Kurdish philologist (1909-1985)

Qanate Kurdo (Qanatê Kurdo, Кана́т Кала́шевич Курдо́ев; 12 September 1909 – 31 October 1985) was a Soviet philologist and professor of the Kurdish language. He was born in Susuz, then part of the Russian Empire, and attended a Kurdish school in Tiflis (Tbilisi). He received a scholarship to pursue a higher education at the University of Leningrad and developed Kurdish studies in various fields.

==Biography==
Qanate Kurdo was born in the village of Susuz, then part of the Kars oblast of the Russian Empire, now located in Turkey. He was from the Yazidi tribe of Şerqîyan which, along with other Yazidi tribes, fled Ottoman oppression in 1918 (Kars oblast was ceded to the Ottomans in March of that year) and settled in the Aparan district of Armenia.
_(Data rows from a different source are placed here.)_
#[cfg(test)]
mod tests {
    use super::*;
    use rstest::rstest;
    use serde_json::json;

    fn handshake_value() -> Value {
        json!({
            "type": "handshake",
            "timestamp": 1_700_000_000_000_u64,
            "clientId": "client-1",
            "clientVersion": "0.1.0",
            "protocolVersion": 1,
            "capabilities": ["tools"],
            "pid": 4242
        })
    }

    fn without(mut value: Value, field: &str) -> Value {
        if let Some(object) = value.as_object_mut() {
            object.remove(field);
        }
        value
    }

    fn with(mut value: Value, field: &str, replacement: Value) -> Value {
        if let Some(object) = value.as_object_mut() {
            object.insert(field.to_owned(), replacement);
        }
        value
    }

    #[test]
    fn accepts_valid_handshake() {
        let message = validate_message(&handshake_value()).expect("valid handshake");
        let Message::Handshake(handshake) = message else {
            panic!("expected handshake, got {message:?}");
        };
        assert_eq!(handshake.client_id, "client-1");
        assert_eq!(handshake.pid, 4242);
        assert_eq!(handshake.capabilities, vec!["tools".to_owned()]);
    }

    #[test]
    fn rejects_non_object() {
        assert_eq!(
            validate_message(&json!(["handshake"])),
            Err(ValidationError::NotAnObject)
        );
    }

    #[test]
    fn envelope_is_checked_before_kind_fields() {
        let value = json!({"type": "handshake", "timestamp": "yesterday"});
        let error = validate_message(&value).expect_err("timestamp must be numeric");
        assert_eq!(error.field(), Some("timestamp"));
    }

    #[test]
    fn rejects_unknown_kind() {
        let value = with(handshake_value(), "type", json!("hello"));
        assert_eq!(
            validate_message(&value),
            Err(ValidationError::UnknownKind {
                value: "hello".to_owned()
            })
        );
    }

    #[rstest]
    #[case("type")]
    #[case("timestamp")]
    #[case("clientId")]
    #[case("clientVersion")]
    #[case("protocolVersion")]
    #[case("capabilities")]
    #[case("pid")]
    fn handshake_requires_every_field(#[case] field: &str) {
        let error = validate_message(&without(handshake_value(), field))
            .expect_err("missing field must be rejected");
        assert_eq!(error.field(), Some(field));
    }

    #[rstest]
    #[case("protocolVersion", json!(0))]
    #[case("protocolVersion", json!(101))]
    #[case("protocolVersion", json!(1.5))]
    #[case("pid", json!(0))]
    #[case("pid", json!(-7))]
    #[case("pid", json!("4242"))]
    #[case("capabilities", json!(["tools", 3]))]
    #[case("capabilities", json!("tools"))]
    #[case("clientId", json!(""))]
    #[case("clientVersion", json!(1))]
    fn handshake_rejects_malformed_fields(#[case] field: &str, #[case] value: Value) {
        let error = validate_message(&with(handshake_value(), field, value))
            .expect_err("malformed field must be rejected");
        assert!(
            matches!(error, ValidationError::InvalidField { .. }),
            "unexpected error {error:?}"
        );
        assert_eq!(error.field(), Some(field));
    }

    #[test]
    fn rejects_unknown_fields() {
        let value = with(handshake_value(), "sessionToken", json!("abc"));
        assert_eq!(
            validate_message(&value),
            Err(ValidationError::UnknownField {
                kind: MessageKind::Handshake,
                field: "sessionToken".to_owned(),
            })
        );
    }

    #[test]
    fn payload_may_be_any_json_including_null() {
        let value = json!({
            "type": "mcp_request",
            "timestamp": 1.0,
            "requestId": "r1",
            "clientId": "c1",
            "payload": null
        });
        let message = validate_message(&value).expect("null payload is allowed");
        assert_eq!(message.request_id(), Some("r1"));
    }

    #[test]
    fn payload_must_be_present() {
        let value = json!({
            "type": "mcp_response",
            "timestamp": 1.0,
            "requestId": "r1",
            "clientId": "c1"
        });
        let error = validate_message(&value).expect_err("payload is required");
        assert_eq!(error.field(), Some("payload"));
    }

    #[test]
    fn optional_fields_distinguish_absent_from_empty() {
        let absent = json!({"type": "disconnect", "timestamp": 1.0, "clientId": "c1"});
        let empty = with(absent.clone(), "reason", json!(""));
        let Ok(Message::Disconnect(absent)) = validate_message(&absent) else {
            panic!("absent reason should validate");
        };
        let Ok(Message::Disconnect(empty)) = validate_message(&empty) else {
            panic!("empty reason should validate");
        };
        assert_eq!(absent.reason, None);
        assert_eq!(empty.reason, Some(String::new()));
    }

    #[test]
    fn optional_fields_reject_null() {
        let value = json!({
            "type": "disconnect",
            "timestamp": 1.0,
            "clientId": "c1",
            "reason": null
        });
        let error = validate_message(&value).expect_err("null reason is not a string");
        assert_eq!(error.field(), Some("reason"));
    }

    #[rstest]
    #[case("user_request", ShutdownReason::UserRequest)]
    #[case("upgrade", ShutdownReason::Upgrade)]
    #[case("signal", ShutdownReason::Signal)]
    fn shutdown_reasons_parse(#[case] wire: &str, #[case] expected: ShutdownReason) {
        let value = json!({
            "type": "shutdown",
            "timestamp": 1.0,
            "reason": wire,
            "gracePeriodMs": 5000
        });
        let Ok(Message::Shutdown(shutdown)) = validate_message(&value) else {
            panic!("shutdown should validate");
        };
        assert_eq!(shutdown.reason, expected);
        assert_eq!(shutdown.grace_period_ms, 5000);
    }

    #[test]
    fn shutdown_rejects_unknown_reason() {
        let value = json!({
            "type": "shutdown",
            "timestamp": 1.0,
            "reason": "bored",
            "gracePeriodMs": 5000
        });
        let error = validate_message(&value).expect_err("unknown reason");
        assert_eq!(error.field(), Some("reason"));
    }

    #[test]
    fn heartbeat_ack_counts_must_be_non_negative() {
        let value = json!({
            "type": "heartbeat_ack",
            "timestamp": 1.0,
            "uptimeMs": 10,
            "activeClients": -1,
            "pendingRequests": 0
        });
        let error = validate_message(&value).expect_err("negative count");
        assert_eq!(error.field(), Some("activeClients"));
    }
}
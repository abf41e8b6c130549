//! Process entry point: configuration, telemetry, role election and the
//! lifetime of whichever role this process ends up playing.

mod config;
mod errors;
mod launch;
mod signals;
mod standalone;

pub use self::config::{ConfigLoader, StaticConfigLoader, SystemConfigLoader};
pub use self::errors::LaunchError;
pub use self::launch::{
    LaunchOutcome, LaunchPlan, ProcessControl, ServiceDeps, StdioStreams, run, run_with,
};
pub use self::signals::{ShutdownSignal, SignalError, SystemShutdownSignal};
pub use self::standalone::run_standalone;

pub(crate) const PROCESS_TARGET: &str = concat!(env!("CARGO_PKG_NAME"), "::process");

/// Elections in a row that may end without a role before giving up.
pub const MAX_ELECTION_ATTEMPTS: u32 = 5;
use std::io;
use std::path::PathBuf;

use thiserror::Error;

/// Failures while persisting or removing the lock record.
#[derive(Debug, Error)]
pub enum LockError {
    /// The record could not be encoded.
    #[error("failed to serialise lock record: {source}")]
    Serialise {
        /// Underlying encoder error.
        #[source]
        source: serde_json::Error,
    },
    /// Writing the record failed.
    #[error("failed to write lock file '{path}': {source}")]
    Write {
        /// Lock file path.
        path: PathBuf,
        /// Underlying IO error.
        #[source]
        source: io::Error,
    },
    /// Removing the record failed.
    #[error("failed to remove lock file '{path}': {source}")]
    Remove {
        /// Lock file path.
        path: PathBuf,
        /// Underlying IO error.
        #[source]
        source: io::Error,
    },
    /// Creating the election claim failed for a reason other than contention.
    #[error("failed to create claim file '{path}': {source}")]
    Claim {
        /// Claim file path.
        path: PathBuf,
        /// Underlying IO error.
        #[source]
        source: io::Error,
    },
}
The Turkish invasion of Armenia caused them to flee again, this time to Tiflis (Tbilisi, Georgia). In 1921, he met Hakob ("Lazo") and Olga Ghazarian, the founders of the first Kurdish school in Tiflis. In 1928, he became one of the first of Lazo's students who were sent to receive a higher education in Leningrad on a scholarship from the Central Committee of the Armenian Communist Party. The scholarships were granted at the initiative of the Kurdish author Arab Shamilov (Erebe Shemo). He attended the Language, History and Literature Department of University of Leningrad. His teachers included the Iranologist Alexander Freiman and the orientalist Joseph Orbeli. He studied the Baluchi and Pamir languages with Ivan Zarubin and Nikolai Marr. He received his PhD in 1941. He fought in World War II and was wounded. When the war was reaching its end, Kurdo became part of the Faculty of Oriental Studies in Leningrad, where he taught Kurdish in the Department of Iranian Studies. In 1961, he became the head of the new Kurdology section (Kurdsky kabinet) of the Institute of Asian Peoples of the Soviet Academy of Sciences in Leningrad, established by Joseph Orbeli in 1959.